The major obstacle so far has been how to perform an efficient search on a large collection of such signatures. That really isn't an obstacle any more.
My masters degree thesis (which I have just started working on) actually deals with further improvements to a new indexing architecture that has been developed at my school to deal with just such multidimensional descriptors. The improvement from previous ways of multidimensional descriptor indexing is huge. As an example, our test database contains descriptors for over 300,000 images and searching for a similar image took 2 hours with previous techniques. Using the new index type it takes 2 seconds, and the best part is that the query speed is not dependent on the size of the database.
You don't think enough... therefore you better not be!
How does the crawler plan on identifying multimedia files from any other binary files on the site? Assuming (like most spiders) it will follow the links on the website, which ones will it single out?
If it goes by extension (which it almost surely will, and even if it doesn't it's somewhat irrelevant), it can't possibly support every audio format. So, once you figure out what formats it can't interpret, just rip your music into that! OGG/Vorbis anyone?
Better still, just change the file extensions of all your music files, and tell people to download them and rename to .mp3 or what have you.

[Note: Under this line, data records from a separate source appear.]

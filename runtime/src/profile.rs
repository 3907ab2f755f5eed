//! Source profiles: per-site selectors, URL shapes and patterns.
//!
//! Everything source-specific lives here as data. Built-in profiles are
//! loaded at compile time from `profiles.json` via `include_str!`; a user
//! file with the same schema can replace them.

use crate::driver::ResponseFilter;
use crate::error::{HarvestError, HarvestResult};
use regex::Regex;
use serde::{Deserialize, Serialize};
use std::path::Path;
use url::Url;

/// Raw JSON content of the built-in profiles.
const PROFILES_JSON: &str = include_str!("profiles.json");

/// Placeholder in `start_url` filled from the run subject (e.g. a username).
pub const SUBJECT_PLACEHOLDER: &str = "{subject}";

/// Everything the collector needs to know about one kind of list.
#[derive(Debug, Clone, Serialize, Deserialize)]
pub struct SourceProfile {
    pub name: String,
    #[serde(default)]
    pub description: String,
    /// Page holding the list. May contain `{subject}`.
    pub start_url: String,
    /// Base for resolving relative references.
    pub base_url: String,
    /// URL fragments that mean the session was rejected.
    #[serde(default)]
    pub auth_wall_markers: Vec<String>,
    #[serde(default)]
    pub identity: IdentityRule,
    /// First sign of renderable content.
    pub warmup_selector: String,
    pub interaction: Interaction,
    /// Structured record rules, tried in order every pass.
    pub records: Vec<RecordRule>,
    #[serde(default)]
    pub mining: Option<MiningRule>,
    #[serde(default)]
    pub target: Option<TargetRule>,
    #[serde(default)]
    pub enrichment: Option<EnrichmentRule>,
    /// Facts about the subject itself, stamped onto every item.
    #[serde(default)]
    pub subject_page: Option<SubjectRule>,
    #[serde(default)]
    pub output: OutputRule,
}

/// How references become identities.
#[derive(Debug, Clone, Default, Serialize, Deserialize)]
pub struct IdentityRule {
    /// Drop the query string during normalization.
    #[serde(default)]
    pub strip_query: bool,
    /// Path regex whose first group is the short token.
    #[serde(default)]
    pub token_shape: Option<String>,
}

/// How to make the list reveal more content.
#[derive(Debug, Clone, PartialEq, Serialize, Deserialize)]
#[serde(tag = "kind", rename_all = "snake_case")]
pub enum Interaction {
    /// Scroll to the end by script, key press and mouse wheel.
    Scroll {
        #[serde(default = "default_key")]
        key: String,
        #[serde(default = "default_wheel_delta")]
        wheel_delta: f64,
    },
    /// Click a "next page" control; a missing or disabled control ends the list.
    Paginate {
        next_selector: String,
        #[serde(default)]
        disabled_class: Option<String>,
    },
}

fn default_key() -> String {
    "End".to_string()
}

fn default_wheel_delta() -> f64 {
    3000.0
}

/// One kind of structural record in the rendered list.
#[derive(Debug, Clone, Serialize, Deserialize)]
pub struct RecordRule {
    pub selector: String,
    /// Records without a match for this sub-selector are skipped.
    #[serde(default)]
    pub require: Option<String>,
    pub reference: ReferenceRule,
    #[serde(default)]
    pub fields: Vec<FieldRule>,
    /// Records missing any of these fields are skipped.
    #[serde(default)]
    pub required_fields: Vec<String>,
    /// Fields hashed into a synthetic identity when the record has no reference.
    #[serde(default)]
    pub fallback_identity: Vec<String>,
}

/// Where a record's reference comes from.
#[derive(Debug, Clone, Serialize, Deserialize)]
pub struct ReferenceRule {
    /// Ordered fallbacks below the record; empty means the record itself.
    #[serde(default)]
    pub selectors: Vec<String>,
    #[serde(default = "default_reference_attribute")]
    pub attribute: String,
    /// Regex applied to the raw attribute; group 1 feeds `template`.
    #[serde(default)]
    pub capture: Option<String>,
    /// Reference template, `{1}` is replaced by the capture.
    #[serde(default)]
    pub template: Option<String>,
}

fn default_reference_attribute() -> String {
    "href".to_string()
}

/// Value kind of a field.
#[derive(Debug, Clone, Copy, Default, PartialEq, Eq, Serialize, Deserialize)]
#[serde(rename_all = "snake_case")]
pub enum FieldKind {
    #[default]
    Text,
    Count,
    List,
}

/// One content field with its ordered fallback selectors.
#[derive(Debug, Clone, Serialize, Deserialize)]
pub struct FieldRule {
    pub name: String,
    pub selectors: Vec<String>,
    /// Read this attribute instead of the rendered text.
    #[serde(default)]
    pub attribute: Option<String>,
    #[serde(default)]
    pub kind: FieldKind,
    /// Values shorter than this count as empty.
    #[serde(default)]
    pub min_len: usize,
    /// Values containing any of these substrings are discarded.
    #[serde(default)]
    pub exclude: Vec<String>,
    /// Only consider elements that are laid out on screen.
    #[serde(default)]
    pub visible_only: bool,
}

/// Patterns shared by the free-text and network channels.
#[derive(Debug, Clone, Serialize, Deserialize)]
pub struct MiningRule {
    pub absolute_pattern: String,
    pub relative_pattern: String,
    /// Element whose text is scanned each pass. `None` disables the text channel.
    #[serde(default)]
    pub text_scope: Option<String>,
    /// Scan the scope's markup instead of its rendered text.
    #[serde(default)]
    pub include_markup: bool,
    /// Responses to sniff. `None` disables the network channel.
    #[serde(default)]
    pub network: Option<ResponseFilter>,
}

/// Where the displayed total lives.
#[derive(Debug, Clone, Serialize, Deserialize)]
pub struct TargetRule {
    pub selectors: Vec<String>,
    /// Group 1 is the number, thousands separators allowed.
    pub pattern: String,
}

/// Detail-page backfill.
#[derive(Debug, Clone, Serialize, Deserialize)]
pub struct EnrichmentRule {
    /// An entity with all of these present is skipped.
    pub required: Vec<String>,
    pub fields: Vec<FieldRule>,
    #[serde(default)]
    pub ready_selector: Option<String>,
}

/// Subject-level fields read once per run (e.g. a follower count).
#[derive(Debug, Clone, Serialize, Deserialize)]
pub struct SubjectRule {
    /// Page to read from, may contain `{subject}`. `None` reads the start
    /// page once it has warmed up.
    #[serde(default)]
    pub url: Option<String>,
    #[serde(default)]
    pub ready_selector: Option<String>,
    pub fields: Vec<FieldRule>,
}

/// Column naming for export.
#[derive(Debug, Clone, Serialize, Deserialize)]
pub struct OutputRule {
    #[serde(default = "default_reference_column")]
    pub reference_column: String,
    #[serde(default = "default_token_column")]
    pub token_column: String,
    #[serde(default)]
    pub preferred_columns: Vec<String>,
}

fn default_reference_column() -> String {
    "reference".to_string()
}

fn default_token_column() -> String {
    "token".to_string()
}

impl Default for OutputRule {
    fn default() -> Self {
        Self {
            reference_column: default_reference_column(),
            token_column: default_token_column(),
            preferred_columns: Vec::new(),
        }
    }
}

impl SourceProfile {
    /// Start URL with the subject filled in.
    pub fn start_url_for(&self, subject: Option<&str>) -> HarvestResult<String> {
        self.fill_subject(&self.start_url, subject)
    }

    /// Subject page URL, when the profile reads one.
    pub fn subject_url_for(&self, subject: Option<&str>) -> HarvestResult<Option<String>> {
        match self.subject_page.as_ref().and_then(|rule| rule.url.as_deref()) {
            Some(template) => self.fill_subject(template, subject).map(Some),
            None => Ok(None),
        }
    }

    fn fill_subject(&self, template: &str, subject: Option<&str>) -> HarvestResult<String> {
        if !template.contains(SUBJECT_PLACEHOLDER) {
            return Ok(template.to_string());
        }
        match subject {
            Some(s) if !s.trim().is_empty() => Ok(template.replace(SUBJECT_PLACEHOLDER, s.trim())),
            _ => Err(HarvestError::Config(format!(
                "profile '{}' needs a subject for {template}",
                self.name
            ))),
        }
    }

    /// Parsed base URL.
    pub fn base(&self) -> HarvestResult<Url> {
        Url::parse(&self.base_url).map_err(|e| {
            HarvestError::Config(format!("profile '{}' base_url: {e}", self.name))
        })
    }

    /// Check that every pattern compiles and the profile is usable.
    pub fn validate(&self) -> HarvestResult<()> {
        self.base()?;
        if self.records.is_empty() {
            return Err(HarvestError::Config(format!(
                "profile '{}' has no record rules",
                self.name
            )));
        }
        let mut patterns: Vec<&str> = Vec::new();
        if let Some(shape) = &self.identity.token_shape {
            patterns.push(shape);
        }
        for record in &self.records {
            if let Some(capture) = &record.reference.capture {
                patterns.push(capture);
            }
        }
        if let Some(mining) = &self.mining {
            patterns.push(&mining.absolute_pattern);
            patterns.push(&mining.relative_pattern);
        }
        if let Some(target) = &self.target {
            patterns.push(&target.pattern);
        }
        for pattern in patterns {
            compile(pattern)?;
        }
        Ok(())
    }
}

/// Compile a profile regex, mapping failures to a config error.
pub fn compile(pattern: &str) -> HarvestResult<Regex> {
    Regex::new(pattern).map_err(|e| HarvestError::Config(format!("bad pattern {pattern:?}: {e}")))
}

/// Built-in profiles.
pub fn builtin_profiles() -> HarvestResult<Vec<SourceProfile>> {
    parse_profiles(PROFILES_JSON)
}

/// Look up a built-in profile by name.
pub fn builtin(name: &str) -> HarvestResult<SourceProfile> {
    builtin_profiles()?
        .into_iter()
        .find(|p| p.name == name)
        .ok_or_else(|| HarvestError::Config(format!("unknown profile '{name}'")))
}

/// Load profiles from a user file.
pub fn load_profiles(path: &Path) -> HarvestResult<Vec<SourceProfile>> {
    let raw = std::fs::read_to_string(path)
        .map_err(|e| HarvestError::Config(format!("cannot read {}: {e}", path.display())))?;
    parse_profiles(&raw)
}

fn parse_profiles(raw: &str) -> HarvestResult<Vec<SourceProfile>> {
    let profiles: Vec<SourceProfile> = serde_json::from_str(raw)
        .map_err(|e| HarvestError::Config(format!("malformed profiles: {e}")))?;
    for profile in &profiles {
        profile.validate()?;
    }
    Ok(profiles)
}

Isn't it possible for individuals who publish audio and are sick of this whole debate to copyright their own works and write a license to use that states the user has a right to listen to the content, but not to use it for "automatic" analysis, etc. In this case, would not the organization looking for copyright infringement be infringing on the copyright? Assuming the owner of the site is the legal holder of the copyright.
In this case, the owner of this "original" work could sue the company performing these checks for copyright infringement since they do not have a right to analyze the work. The only way they would be exempted from this restriction would be if the work was actually not an "original" work which they wouldn't know until they accessed it.
What I'm trying to say in a round about way is that history has shown that the entertainment industry sues first and thinks later. How many harassment suits have been filed under the DMCA law? How many times has someone been harassed for simply being connected to a P2P network?
I think we can expect that anyone found with any material on their web sites that contain a watermark will be treated as if they are guilty.
Sure, if you have the money you can defend yourself.
The race isn't always to the swift... but that's the way to bet!